*WHAT YOU HAVE TO DO:*
Each line of the records below that holds "value" should be returned.

Saved data entries
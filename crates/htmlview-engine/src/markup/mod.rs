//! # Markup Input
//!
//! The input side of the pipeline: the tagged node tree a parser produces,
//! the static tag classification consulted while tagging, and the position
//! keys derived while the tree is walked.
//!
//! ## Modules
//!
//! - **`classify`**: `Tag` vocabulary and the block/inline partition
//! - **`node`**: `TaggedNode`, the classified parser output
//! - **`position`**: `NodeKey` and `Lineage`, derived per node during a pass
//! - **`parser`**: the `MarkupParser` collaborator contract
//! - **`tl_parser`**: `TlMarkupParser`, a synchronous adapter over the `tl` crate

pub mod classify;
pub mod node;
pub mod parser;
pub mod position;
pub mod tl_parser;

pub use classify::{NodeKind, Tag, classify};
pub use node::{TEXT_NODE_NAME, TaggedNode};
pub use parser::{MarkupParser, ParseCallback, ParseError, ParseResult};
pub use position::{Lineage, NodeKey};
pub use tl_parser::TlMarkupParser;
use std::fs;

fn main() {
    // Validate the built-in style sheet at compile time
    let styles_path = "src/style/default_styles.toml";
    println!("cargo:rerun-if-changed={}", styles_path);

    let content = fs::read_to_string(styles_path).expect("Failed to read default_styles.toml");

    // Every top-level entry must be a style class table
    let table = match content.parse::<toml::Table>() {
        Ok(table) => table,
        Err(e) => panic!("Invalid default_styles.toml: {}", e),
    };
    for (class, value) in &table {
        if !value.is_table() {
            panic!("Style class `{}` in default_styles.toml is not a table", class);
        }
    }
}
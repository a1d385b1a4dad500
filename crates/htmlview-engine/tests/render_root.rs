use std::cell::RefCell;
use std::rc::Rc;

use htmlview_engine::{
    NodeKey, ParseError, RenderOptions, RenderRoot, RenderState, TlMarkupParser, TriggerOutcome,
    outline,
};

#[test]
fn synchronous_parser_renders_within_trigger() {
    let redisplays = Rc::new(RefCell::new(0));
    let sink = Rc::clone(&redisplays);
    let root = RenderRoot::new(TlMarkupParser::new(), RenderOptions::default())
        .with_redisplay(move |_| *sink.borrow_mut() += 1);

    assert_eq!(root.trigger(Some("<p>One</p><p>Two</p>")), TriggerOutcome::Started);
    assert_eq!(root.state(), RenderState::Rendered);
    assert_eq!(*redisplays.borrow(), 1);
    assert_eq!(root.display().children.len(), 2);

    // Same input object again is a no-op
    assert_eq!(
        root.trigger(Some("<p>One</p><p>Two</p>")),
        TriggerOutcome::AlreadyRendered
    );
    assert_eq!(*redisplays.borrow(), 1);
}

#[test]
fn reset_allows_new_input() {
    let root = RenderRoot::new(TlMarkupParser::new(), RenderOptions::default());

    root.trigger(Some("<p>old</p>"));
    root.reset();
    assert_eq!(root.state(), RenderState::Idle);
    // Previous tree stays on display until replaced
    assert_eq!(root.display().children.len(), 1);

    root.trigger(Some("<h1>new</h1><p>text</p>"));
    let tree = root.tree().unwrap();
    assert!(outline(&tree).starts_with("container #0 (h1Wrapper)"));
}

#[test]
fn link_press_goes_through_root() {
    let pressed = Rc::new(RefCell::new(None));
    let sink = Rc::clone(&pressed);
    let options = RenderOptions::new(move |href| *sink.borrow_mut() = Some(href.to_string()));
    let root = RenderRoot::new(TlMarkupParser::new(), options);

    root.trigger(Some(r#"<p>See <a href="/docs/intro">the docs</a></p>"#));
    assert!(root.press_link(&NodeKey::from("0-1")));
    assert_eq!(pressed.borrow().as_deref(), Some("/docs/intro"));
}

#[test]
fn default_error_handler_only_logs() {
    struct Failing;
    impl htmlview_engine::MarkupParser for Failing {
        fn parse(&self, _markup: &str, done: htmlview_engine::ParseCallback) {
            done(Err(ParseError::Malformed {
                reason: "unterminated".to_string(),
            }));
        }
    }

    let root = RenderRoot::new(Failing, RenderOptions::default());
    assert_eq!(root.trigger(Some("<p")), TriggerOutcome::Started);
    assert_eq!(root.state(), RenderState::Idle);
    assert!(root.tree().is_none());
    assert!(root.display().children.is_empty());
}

*RESULT OF THIS EXERCISE:*
    for (class, value) in &table {
        if !value.is_table() {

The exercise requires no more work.